___ Information shown
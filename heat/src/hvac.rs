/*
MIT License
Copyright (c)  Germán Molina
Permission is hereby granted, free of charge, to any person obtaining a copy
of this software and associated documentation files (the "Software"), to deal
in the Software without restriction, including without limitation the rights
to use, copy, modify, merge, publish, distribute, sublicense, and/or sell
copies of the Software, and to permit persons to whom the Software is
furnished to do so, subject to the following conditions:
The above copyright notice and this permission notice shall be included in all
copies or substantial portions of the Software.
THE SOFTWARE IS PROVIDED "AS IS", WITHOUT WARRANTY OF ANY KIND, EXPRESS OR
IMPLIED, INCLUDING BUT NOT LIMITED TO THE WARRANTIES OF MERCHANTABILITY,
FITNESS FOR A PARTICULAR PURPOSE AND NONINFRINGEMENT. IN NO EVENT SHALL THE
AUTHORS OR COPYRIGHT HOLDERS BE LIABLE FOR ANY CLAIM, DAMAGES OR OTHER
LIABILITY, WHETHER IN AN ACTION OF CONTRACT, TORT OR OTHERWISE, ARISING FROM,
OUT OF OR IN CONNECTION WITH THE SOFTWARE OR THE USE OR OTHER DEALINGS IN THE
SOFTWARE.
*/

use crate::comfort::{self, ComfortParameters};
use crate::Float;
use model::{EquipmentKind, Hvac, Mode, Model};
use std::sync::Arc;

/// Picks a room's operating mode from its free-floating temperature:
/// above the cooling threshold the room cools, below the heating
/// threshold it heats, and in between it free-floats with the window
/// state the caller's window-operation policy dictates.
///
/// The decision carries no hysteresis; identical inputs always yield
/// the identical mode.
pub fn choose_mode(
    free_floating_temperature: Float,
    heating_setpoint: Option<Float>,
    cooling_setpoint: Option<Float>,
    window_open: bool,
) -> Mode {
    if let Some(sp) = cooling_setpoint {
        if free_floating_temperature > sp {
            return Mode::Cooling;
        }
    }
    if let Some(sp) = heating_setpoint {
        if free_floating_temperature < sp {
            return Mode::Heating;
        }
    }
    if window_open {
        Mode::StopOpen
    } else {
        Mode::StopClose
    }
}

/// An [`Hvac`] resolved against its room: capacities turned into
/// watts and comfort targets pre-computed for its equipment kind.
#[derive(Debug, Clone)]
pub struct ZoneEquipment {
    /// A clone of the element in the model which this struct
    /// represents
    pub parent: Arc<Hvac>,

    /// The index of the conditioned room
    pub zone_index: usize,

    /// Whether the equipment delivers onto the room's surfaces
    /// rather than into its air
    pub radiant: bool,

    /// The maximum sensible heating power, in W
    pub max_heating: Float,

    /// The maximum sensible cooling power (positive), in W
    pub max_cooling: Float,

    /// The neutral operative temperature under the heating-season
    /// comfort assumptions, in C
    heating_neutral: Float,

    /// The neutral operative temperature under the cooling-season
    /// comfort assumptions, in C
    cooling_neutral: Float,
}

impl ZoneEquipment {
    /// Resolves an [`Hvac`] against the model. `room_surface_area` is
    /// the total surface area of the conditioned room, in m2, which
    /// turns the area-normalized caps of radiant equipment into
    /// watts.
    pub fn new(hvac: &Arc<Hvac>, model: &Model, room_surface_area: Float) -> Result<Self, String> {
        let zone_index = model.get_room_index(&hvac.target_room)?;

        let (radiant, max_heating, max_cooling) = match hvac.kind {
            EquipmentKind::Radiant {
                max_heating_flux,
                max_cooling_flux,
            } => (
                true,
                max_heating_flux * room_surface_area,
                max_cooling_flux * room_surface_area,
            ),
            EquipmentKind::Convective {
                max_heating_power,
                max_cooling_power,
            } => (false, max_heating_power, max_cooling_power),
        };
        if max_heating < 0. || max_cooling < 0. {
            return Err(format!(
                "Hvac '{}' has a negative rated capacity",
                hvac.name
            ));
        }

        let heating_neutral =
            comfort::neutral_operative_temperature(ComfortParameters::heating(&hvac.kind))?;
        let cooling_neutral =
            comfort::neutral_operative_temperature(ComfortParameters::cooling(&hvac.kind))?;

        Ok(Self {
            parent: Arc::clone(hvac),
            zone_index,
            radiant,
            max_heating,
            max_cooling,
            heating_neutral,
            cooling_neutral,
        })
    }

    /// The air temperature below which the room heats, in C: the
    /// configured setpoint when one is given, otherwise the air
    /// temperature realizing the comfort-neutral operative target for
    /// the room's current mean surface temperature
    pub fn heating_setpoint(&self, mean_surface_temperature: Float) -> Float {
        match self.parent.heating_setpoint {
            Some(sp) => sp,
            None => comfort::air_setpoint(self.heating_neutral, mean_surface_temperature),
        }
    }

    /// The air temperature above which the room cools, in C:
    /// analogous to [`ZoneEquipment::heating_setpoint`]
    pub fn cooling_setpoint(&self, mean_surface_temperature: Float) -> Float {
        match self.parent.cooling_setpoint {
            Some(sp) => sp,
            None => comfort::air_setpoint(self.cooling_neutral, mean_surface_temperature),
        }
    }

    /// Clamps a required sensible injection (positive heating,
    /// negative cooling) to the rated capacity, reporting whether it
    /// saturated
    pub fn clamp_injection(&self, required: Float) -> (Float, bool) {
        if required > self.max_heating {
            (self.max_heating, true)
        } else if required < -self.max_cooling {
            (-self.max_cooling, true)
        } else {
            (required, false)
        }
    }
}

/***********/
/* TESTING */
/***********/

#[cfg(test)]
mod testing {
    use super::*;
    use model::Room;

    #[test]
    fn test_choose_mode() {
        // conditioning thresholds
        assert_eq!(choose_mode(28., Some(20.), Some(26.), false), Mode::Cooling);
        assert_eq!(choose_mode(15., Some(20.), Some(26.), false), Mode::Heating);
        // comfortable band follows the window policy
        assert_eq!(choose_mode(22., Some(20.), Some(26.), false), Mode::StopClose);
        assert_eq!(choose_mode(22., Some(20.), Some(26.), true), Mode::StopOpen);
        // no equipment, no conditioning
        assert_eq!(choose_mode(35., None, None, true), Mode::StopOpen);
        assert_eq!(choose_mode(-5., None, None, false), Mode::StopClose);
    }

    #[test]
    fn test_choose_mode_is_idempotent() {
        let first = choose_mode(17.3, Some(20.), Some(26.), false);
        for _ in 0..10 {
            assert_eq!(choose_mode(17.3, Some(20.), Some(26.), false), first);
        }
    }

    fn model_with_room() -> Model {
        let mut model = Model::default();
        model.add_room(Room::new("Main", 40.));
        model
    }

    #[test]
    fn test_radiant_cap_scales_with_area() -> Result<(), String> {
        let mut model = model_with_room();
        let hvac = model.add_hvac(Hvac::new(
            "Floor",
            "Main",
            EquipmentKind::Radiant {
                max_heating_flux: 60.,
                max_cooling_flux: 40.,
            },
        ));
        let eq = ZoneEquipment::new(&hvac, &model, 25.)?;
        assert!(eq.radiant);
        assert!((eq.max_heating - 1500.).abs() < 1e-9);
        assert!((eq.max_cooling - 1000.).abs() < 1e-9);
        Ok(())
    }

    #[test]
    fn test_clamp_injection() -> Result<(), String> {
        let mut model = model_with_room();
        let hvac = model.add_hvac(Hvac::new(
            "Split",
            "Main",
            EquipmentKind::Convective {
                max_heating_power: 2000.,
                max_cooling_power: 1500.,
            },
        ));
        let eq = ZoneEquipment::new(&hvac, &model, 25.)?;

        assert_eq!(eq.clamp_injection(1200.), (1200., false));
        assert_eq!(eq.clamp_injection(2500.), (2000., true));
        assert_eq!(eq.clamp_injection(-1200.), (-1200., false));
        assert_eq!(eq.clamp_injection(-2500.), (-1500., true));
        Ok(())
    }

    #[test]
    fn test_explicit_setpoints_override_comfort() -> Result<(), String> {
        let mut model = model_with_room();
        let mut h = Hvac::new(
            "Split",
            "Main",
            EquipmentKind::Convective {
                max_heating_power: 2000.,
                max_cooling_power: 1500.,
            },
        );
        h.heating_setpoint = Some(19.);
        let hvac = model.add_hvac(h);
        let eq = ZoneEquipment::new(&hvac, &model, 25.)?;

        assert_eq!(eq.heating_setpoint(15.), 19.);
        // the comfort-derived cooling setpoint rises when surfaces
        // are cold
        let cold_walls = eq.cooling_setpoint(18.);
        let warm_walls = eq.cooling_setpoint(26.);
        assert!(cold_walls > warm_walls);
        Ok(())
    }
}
______
### Brief
What is needed is the number of lines in the data that contain "identical", given with nothing else.

### Your solution
2